_TASK ITEM_
Copy each line of the records that contains the word "target".

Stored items

□ □ □ □

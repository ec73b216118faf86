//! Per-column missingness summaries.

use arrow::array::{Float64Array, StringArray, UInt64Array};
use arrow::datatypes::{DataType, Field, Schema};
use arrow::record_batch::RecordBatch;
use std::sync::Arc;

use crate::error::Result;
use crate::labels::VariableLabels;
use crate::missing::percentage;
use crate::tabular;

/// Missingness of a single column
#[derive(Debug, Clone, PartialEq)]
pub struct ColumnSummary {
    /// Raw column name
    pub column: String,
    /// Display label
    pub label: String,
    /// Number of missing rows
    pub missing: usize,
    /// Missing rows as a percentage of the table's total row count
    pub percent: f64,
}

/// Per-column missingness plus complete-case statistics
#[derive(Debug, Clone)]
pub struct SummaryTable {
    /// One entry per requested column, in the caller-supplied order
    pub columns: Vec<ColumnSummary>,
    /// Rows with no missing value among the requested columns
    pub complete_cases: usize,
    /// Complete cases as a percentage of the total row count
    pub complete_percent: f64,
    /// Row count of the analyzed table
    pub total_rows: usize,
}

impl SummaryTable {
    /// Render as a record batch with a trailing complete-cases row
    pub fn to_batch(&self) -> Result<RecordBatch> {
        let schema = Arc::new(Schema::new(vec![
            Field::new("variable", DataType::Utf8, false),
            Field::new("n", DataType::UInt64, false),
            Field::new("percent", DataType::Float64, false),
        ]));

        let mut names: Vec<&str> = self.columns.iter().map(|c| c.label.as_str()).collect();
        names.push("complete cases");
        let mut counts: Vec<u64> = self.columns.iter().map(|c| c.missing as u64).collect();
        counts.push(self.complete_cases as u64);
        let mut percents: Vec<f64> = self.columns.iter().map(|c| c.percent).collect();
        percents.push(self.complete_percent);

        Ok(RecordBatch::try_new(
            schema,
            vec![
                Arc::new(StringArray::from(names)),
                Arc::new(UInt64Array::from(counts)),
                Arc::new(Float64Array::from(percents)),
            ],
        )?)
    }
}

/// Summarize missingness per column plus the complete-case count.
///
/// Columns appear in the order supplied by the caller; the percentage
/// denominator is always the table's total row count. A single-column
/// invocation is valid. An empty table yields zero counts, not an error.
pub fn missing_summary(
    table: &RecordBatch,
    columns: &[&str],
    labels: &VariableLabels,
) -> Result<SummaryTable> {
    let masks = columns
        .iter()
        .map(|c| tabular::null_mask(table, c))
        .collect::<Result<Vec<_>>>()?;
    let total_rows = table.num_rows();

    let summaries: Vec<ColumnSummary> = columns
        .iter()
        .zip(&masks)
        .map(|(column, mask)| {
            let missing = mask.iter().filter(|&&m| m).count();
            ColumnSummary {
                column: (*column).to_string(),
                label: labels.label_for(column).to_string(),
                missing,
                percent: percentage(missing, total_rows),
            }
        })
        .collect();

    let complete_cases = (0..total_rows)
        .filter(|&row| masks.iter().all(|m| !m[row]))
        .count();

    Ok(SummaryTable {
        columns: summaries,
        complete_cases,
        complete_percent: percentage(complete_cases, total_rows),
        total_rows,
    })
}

□ □ □ □

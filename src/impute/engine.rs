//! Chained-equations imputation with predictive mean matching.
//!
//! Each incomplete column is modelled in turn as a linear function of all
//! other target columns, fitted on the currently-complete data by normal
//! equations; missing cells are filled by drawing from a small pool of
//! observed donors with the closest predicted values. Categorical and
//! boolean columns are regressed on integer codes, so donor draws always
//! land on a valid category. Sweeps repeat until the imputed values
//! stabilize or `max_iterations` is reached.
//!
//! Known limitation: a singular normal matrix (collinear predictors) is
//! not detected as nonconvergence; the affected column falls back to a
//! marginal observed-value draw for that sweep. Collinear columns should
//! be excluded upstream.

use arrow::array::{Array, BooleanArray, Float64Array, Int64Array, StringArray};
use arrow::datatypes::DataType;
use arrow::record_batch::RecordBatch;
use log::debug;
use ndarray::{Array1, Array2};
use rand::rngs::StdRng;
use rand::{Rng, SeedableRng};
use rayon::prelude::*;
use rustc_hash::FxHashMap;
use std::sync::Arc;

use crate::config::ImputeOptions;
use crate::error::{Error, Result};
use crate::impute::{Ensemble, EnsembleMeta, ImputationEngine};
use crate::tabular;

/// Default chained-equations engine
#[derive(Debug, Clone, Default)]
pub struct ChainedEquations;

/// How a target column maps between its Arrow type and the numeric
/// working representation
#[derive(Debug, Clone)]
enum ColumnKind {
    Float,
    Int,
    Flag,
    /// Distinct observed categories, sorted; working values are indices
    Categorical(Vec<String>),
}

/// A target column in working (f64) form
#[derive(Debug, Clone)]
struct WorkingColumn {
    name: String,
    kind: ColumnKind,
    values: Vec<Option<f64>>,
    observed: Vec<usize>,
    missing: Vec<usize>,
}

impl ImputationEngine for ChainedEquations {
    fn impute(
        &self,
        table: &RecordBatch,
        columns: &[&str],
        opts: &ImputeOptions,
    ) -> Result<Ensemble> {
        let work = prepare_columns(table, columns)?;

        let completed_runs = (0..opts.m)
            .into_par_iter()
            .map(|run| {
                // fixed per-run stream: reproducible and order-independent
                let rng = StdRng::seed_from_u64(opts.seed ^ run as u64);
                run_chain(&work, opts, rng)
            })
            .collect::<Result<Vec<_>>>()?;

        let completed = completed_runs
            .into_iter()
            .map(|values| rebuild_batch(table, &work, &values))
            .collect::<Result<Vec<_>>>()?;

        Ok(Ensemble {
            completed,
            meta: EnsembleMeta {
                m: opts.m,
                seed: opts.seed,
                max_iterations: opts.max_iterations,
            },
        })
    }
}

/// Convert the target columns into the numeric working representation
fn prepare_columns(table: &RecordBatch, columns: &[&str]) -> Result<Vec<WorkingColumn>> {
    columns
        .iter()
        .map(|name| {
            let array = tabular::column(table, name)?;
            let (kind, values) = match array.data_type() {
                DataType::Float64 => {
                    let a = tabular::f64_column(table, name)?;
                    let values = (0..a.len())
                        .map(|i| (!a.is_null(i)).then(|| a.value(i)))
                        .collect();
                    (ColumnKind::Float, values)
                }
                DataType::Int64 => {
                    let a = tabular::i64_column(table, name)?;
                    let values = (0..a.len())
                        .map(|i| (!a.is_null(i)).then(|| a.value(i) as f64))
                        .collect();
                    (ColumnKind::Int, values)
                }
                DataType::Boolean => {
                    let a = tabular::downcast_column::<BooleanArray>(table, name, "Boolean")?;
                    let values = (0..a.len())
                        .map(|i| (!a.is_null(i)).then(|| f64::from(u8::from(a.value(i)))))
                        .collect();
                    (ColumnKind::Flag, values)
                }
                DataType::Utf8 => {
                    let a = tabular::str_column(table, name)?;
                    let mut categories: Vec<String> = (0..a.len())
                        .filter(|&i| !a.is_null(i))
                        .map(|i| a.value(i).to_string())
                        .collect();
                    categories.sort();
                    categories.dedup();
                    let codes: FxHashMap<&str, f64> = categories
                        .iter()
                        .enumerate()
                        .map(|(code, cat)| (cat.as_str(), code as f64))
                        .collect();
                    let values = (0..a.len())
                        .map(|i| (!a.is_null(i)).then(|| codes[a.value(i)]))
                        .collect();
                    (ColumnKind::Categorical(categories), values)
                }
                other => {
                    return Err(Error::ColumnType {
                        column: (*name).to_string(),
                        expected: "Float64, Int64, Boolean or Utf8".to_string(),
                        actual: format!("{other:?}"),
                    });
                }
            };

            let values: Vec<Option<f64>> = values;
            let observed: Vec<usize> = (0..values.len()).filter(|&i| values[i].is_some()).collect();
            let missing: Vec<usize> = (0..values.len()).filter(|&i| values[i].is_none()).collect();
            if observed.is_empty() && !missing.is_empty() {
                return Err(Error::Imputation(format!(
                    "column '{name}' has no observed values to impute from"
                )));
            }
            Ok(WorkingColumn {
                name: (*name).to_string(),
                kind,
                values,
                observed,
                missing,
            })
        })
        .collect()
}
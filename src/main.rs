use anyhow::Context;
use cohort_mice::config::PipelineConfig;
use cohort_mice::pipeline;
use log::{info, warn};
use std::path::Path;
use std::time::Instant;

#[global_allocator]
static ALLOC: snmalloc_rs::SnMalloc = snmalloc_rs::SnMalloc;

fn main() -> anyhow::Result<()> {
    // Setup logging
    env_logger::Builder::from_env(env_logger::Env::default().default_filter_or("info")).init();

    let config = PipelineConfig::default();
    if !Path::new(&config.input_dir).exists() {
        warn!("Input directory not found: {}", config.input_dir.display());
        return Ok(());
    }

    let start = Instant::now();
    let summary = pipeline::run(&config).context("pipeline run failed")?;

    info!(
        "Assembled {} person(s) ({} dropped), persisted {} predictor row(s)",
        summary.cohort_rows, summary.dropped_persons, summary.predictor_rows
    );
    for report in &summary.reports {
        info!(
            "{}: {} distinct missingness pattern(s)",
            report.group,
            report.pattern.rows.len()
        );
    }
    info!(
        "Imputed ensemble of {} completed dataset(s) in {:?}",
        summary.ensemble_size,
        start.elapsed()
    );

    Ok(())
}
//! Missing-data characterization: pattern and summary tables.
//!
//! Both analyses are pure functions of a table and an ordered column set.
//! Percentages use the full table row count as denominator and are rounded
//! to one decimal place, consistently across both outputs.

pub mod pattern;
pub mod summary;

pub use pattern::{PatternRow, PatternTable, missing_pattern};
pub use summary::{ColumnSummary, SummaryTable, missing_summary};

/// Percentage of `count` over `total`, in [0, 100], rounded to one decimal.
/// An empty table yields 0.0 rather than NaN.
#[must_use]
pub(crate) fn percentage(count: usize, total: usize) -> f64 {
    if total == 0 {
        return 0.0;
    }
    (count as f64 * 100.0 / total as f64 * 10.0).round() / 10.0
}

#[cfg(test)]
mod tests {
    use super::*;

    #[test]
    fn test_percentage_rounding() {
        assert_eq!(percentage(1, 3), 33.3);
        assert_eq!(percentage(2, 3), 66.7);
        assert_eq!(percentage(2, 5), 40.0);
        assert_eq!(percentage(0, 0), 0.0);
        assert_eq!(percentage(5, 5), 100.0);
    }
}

□ □ □ □

_REPLY_
//! other target columns, fitted on the currently-complete data by normal
/// How a target column maps between its Arrow type and the numeric
/// A target column in working (f64) form
/// Convert the target columns into the numeric working representation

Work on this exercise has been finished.